Etwa zwei Autostunden und 75 km östlich von Medellin liegt der spektakuläre Embalse de Guatapé, einer der schönsten Seen Kolumbiens – von Menschenhand geschaffen, aber von der Natur verschönert. Er entstand, als der Rio Nare in den 1970er-Jahren aufgestaut wurde, um Wasserkraft zu erzeugen. Die riesige Wasserfläche liegt inmitten einer herrlichen Landschaft mit vielen kiefernbewachsenen Halbinseln, die von smaragdgrünem Wasser umschmeichelt wird. Der Stausee erstreckt sich über eine beeindruckende Fläche von 74 km2.

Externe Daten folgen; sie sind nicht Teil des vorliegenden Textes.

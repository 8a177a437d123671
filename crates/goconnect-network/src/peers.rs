//! Peer registry
//!
//! In-memory table of peers keyed by `host:port`, updated by the accept and
//! dial loops and snapshotted by observability consumers. Records are never
//! evicted here; consumers may prune by `last_seen`.

use std::collections::HashMap;
use std::sync::RwLock;
use std::time::SystemTime;

/// Liveness and reachability state for one peer.
#[derive(Debug, Clone)]
pub struct Peer {
    /// Peer network address (`host:port`).
    pub address: String,
    /// Last observed round-trip time in milliseconds (0 = never measured).
    pub rtt_ms: u64,
    /// Reached through a relay.
    pub relay: bool,
    /// Reached directly (successful dial).
    pub p2p: bool,
    /// Dialing stopped permanently after repeated failures.
    pub dial_stopped: bool,
    /// First time this peer was observed.
    pub created_at: SystemTime,
    /// Last observed traffic or probe.
    pub last_seen: SystemTime,
}

impl Peer {
    fn new(address: String) -> Self {
        let now = SystemTime::now();
        Self {
            address,
            rtt_ms: 0,
            relay: false,
            p2p: false,
            dial_stopped: false,
            created_at: now,
            last_seen: now,
        }
    }
}

/// Shared peer table behind a reader-writer lock.
///
/// Mutations hold the write lock only for the map update; no I/O happens
/// under the lock.
#[derive(Default)]
pub struct PeerRegistry {
    peers: RwLock<HashMap<String, Peer>>,
}

impl PeerRegistry {
    /// Create an empty registry.
    pub fn new() -> Self {
        Self::default()
    }

    /// Ensure a record exists and refresh its `last_seen`.
    pub fn touch(&self, addr: &str) {
        let mut peers = self.peers.write().unwrap();
        peers
            .entry(addr.to_string())
            .or_insert_with(|| Peer::new(addr.to_string()))
            .last_seen = SystemTime::now();
    }

    /// Record a measured round trip; marks the peer directly reached.
    pub fn record_rtt(&self, addr: &str, rtt_ms: u64) {
        let mut peers = self.peers.write().unwrap();
        let peer = peers
            .entry(addr.to_string())
            .or_insert_with(|| Peer::new(addr.to_string()));
        peer.rtt_ms = rtt_ms;
        peer.p2p = true;
        peer.last_seen = SystemTime::now();
    }

    /// Mark the peer's dialer as permanently stopped.
    pub fn mark_dial_stopped(&self, addr: &str) {
        let mut peers = self.peers.write().unwrap();
        peers
            .entry(addr.to_string())
            .or_insert_with(|| Peer::new(addr.to_string()))
            .dial_stopped = true;
    }

    /// Shallow copy of all records.
    pub fn snapshot(&self) -> Vec<Peer> {
        self.peers.read().unwrap().values().cloned().collect()
    }

    /// Number of known peers.
    pub fn len(&self) -> usize {
        self.peers.read().unwrap().len()
    }

    /// True when no peer has been observed yet.
    pub fn is_empty(&self) -> bool {
        self.peers.read().unwrap().is_empty()
    }
}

Bei der Anreise erhebt sich schon aus der Ferne der riesige Piedra del Peñol, ein 200 m hoher Granitmonolit. 740 Stufen führen durch einen breiten Spalt in der Felswand hinauf zum Gipfel.

Um 06:45 fuhren wir vom Terminal Norte nach Guatapé. Die Tickets kauften wir Vorort am Schalter. Ich glaube wir hatten Glück und bekamen die letzten 4 Tickets. Nach etwa 1:40 Stunden kamen wir an und buchten gleich die Rückfahrttickets für 17:00. Dann ging es natürlich rauf auf den Piedra del Peñol. Da es noch relativ zeitig war, mussten wir uns den Aufstieg nicht mit den danach auftretenden Massen teilen. Wir hatten schönes Wetter und daher traumhafte Sicht auf den See.



Danach wechselten wir nach Guatapé Stadt. Dort buchten wir eine 1 stündige Bootsfahrt nur für uns. Preis: 250.000 .- (€ 55.-). Sehr empfehlenswert. Auch das Anwesen des früheren kolumbianischen Drogenbarons Pablo Escobar war zu sehen.